## Assignment
Start to finish, the listing must be rewritten exactly.

## Task inputs
//! Game module - Core game logic and state management

mod state;
mod menu;

pub use state::{Game, GameState, GameMessage, MessageCategory, Prompt};
pub use menu::{action_for, actions, Action};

## Exercise response
//! Game module - Core game logic and state management

mod state;
mod menu;

pub use state::{Game, GameState, GameMessage, MessageCategory, Prompt};
pub use menu::{action_for, actions, Action};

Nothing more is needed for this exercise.